Plus le Grand n’estre / pluye /. au char, le crystal /
Tumulte esmeu / de tous biens abondance:
Rasez, Sacrez, neufs, vieux espouvental
Esleu ingrat / Mort, plaint, ioye, alliance /

   Soit un découpage en huit segments inégaux.

   La convention adoptée est claire : chacune de ces formules est séparée de la suivante par un point. Or, on notera que les quatrains des Centuries recourent rarement à ce procédé mais il conviendra d’y regarder de plus près. On proposera en tout cas de distinguer les quatrains avec points et ceux qui sont sans points, sinon en fin de verset ou de quatrain. On se servira pour notre travail de l’édition datée de 1605 comportant les Présages et qui correspond probablement au corpus auquel recourut le Janus Gallicus et nous comparerons le cas échéant avec les quatrains figurant dans les almanachs originaux conservés. Le problème de la ponctuation nous semble être un critère déterminant.4

   Nous avons choisi le titre de “cadavres exquis” parce que les formules ainsi reliées les uns aux autres le sont, apparemment, de façon assez aléatoire et qu’il conviendrait de marquer une pause après chacun d’eux, au lieu de s’en tenir au cadre du verset ou du quatrain. En fait, le style Nostradamus des Présages est pour le moins décousu. Précisons cependant que ces quatrains n’en sont pas moins rimés et que le choix des formules est probablement fonction de l’exigence de rime. Il apparaît que la ponctuation dans les quatrains des Centuries est beaucoup plus rare que dans les quatrains des almanachs. Il y a des quatrains entiers des Centurie sans la moindre ponctuation, du moins en cours de verset et les points, en particulier, sont rarissimes en milieu de verset. Mais existe-t-il des variantes entre centuries ?

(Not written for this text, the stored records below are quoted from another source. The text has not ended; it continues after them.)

//! # conditions
//!
//! Fluent precondition and postcondition checks.
//!
//! ## Quick Start
//!
//! ```
//! use conditions::prelude::*;
//!
//! fn withdraw(balance: u64, amount: u64) -> Result<u64, ConditionError> {
//!     requires(amount, "amount")
//!         .is_greater_than(0)?
//!         .is_less_or_equal(balance)?;
//!
//!     let remaining = balance - amount;
//!     ensures(remaining, "remaining").is_less_than(balance)?;
//!     Ok(remaining)
//! }
//!
//! assert_eq!(withdraw(100, 30), Ok(70));
//!
//! let err = withdraw(100, 130).unwrap_err();
//! assert_eq!(
//!     err.to_string(),
//!     "amount should be less than or equal to 100. (parameter 'amount')"
//! );
//! ```
//!
//! ## Modes
//!
//! [`requires`] starts a precondition chain: failures are argument errors
//! ([`ConditionError::ArgumentNull`], [`ConditionError::ArgumentOutOfRange`],
//! [`ConditionError::InvalidEnumArgument`], [`ConditionError::InvalidArgument`]).
//! [`ensures`] starts a postcondition chain: every failure is
//! [`ConditionError::PostconditionFailed`].
//!
//! ## Custom messages
//!
//! [`Validator::described_as`] replaces the description of the next check.
//! `{0}` stands for the argument name, `{{` and `}}` for literal braces:
//!
//! ```
//! use conditions::requires;
//!
//! let err = requires(0, "retries")
//!     .described_as("{0} must be {{positive}}")
//!     .is_greater_than(0)
//!     .unwrap_err();
//! assert_eq!(err.condition(), "retries must be {positive}");
//! ```
//!
//! [`MessageFormat`] controls how a whole error is rendered and can be loaded
//! from JSON configuration.
//!
//! ## Custom conditions
//!
//! Write new condition methods on top of [`Validator::verify`], or inside an
//! `impl` block with [`condition_methods!`].

// ConditionError is returned by value on every check; the failure path is rare.
#![allow(clippy::result_large_err)]

pub mod conditions;
pub mod foundation;
mod macros;
pub mod prelude;

pub use conditions::{
    CaseLocale, Collection, CollectionConditions, RuntimeType, StrValue, StringComparison,
    StringConditions,
};
pub use foundation::{
    ConditionError, ConditionFailure, MessageFormat, Mode, Nullable, Validator, Violation,
    ViolationKind, ensures, ensures_that, requires, requires_that,
};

   Ne pas comprendre le caractère décousu des quatrains voire des versets peut conduire à des “reconstitutions” hasardeuses. C’est le cas de B. Chevignard5, comme en témoigne (p. 135) son étude sur le quatrain de Juillet 1559 :

Predons pillez, chaleur, grand secheresse.
Par trop non estre, cas non veu, inouï.
A l’estranger la trop grande caresse.
Neuf pays Roy d’Orient esblouï.

   Alors que l’édition de type Ruau des Présages est la suivante. On a mis des barres à la place des points en cours de verset pour bien faire ressortir le phénomène observé :

Predons pillez chaleur, grand seicheresse,
Par trop non estre / cas non veu, inoui:
A l’estranger la trop grande caresse,
Neuf pays Roy / l’Orient esblouy.

   Observation de Chevignard, s’appuyant, puisque l’on n’a pas conservé l’Almanach pour 1559, en français, sur le RPP, le JG et la traduction anglaise de l’almanach disparu, An Almanack for 1559, mais ne se servant pas de l’édition centurique des Présages, dont nous avons montré qu’elle avait probablement servi au JG6 :

   “La suite suggère un Roy d’Orient ébloui dans un pays neuf (ou par neuf pays si le traducteur n’a pas fait de contresens) ”.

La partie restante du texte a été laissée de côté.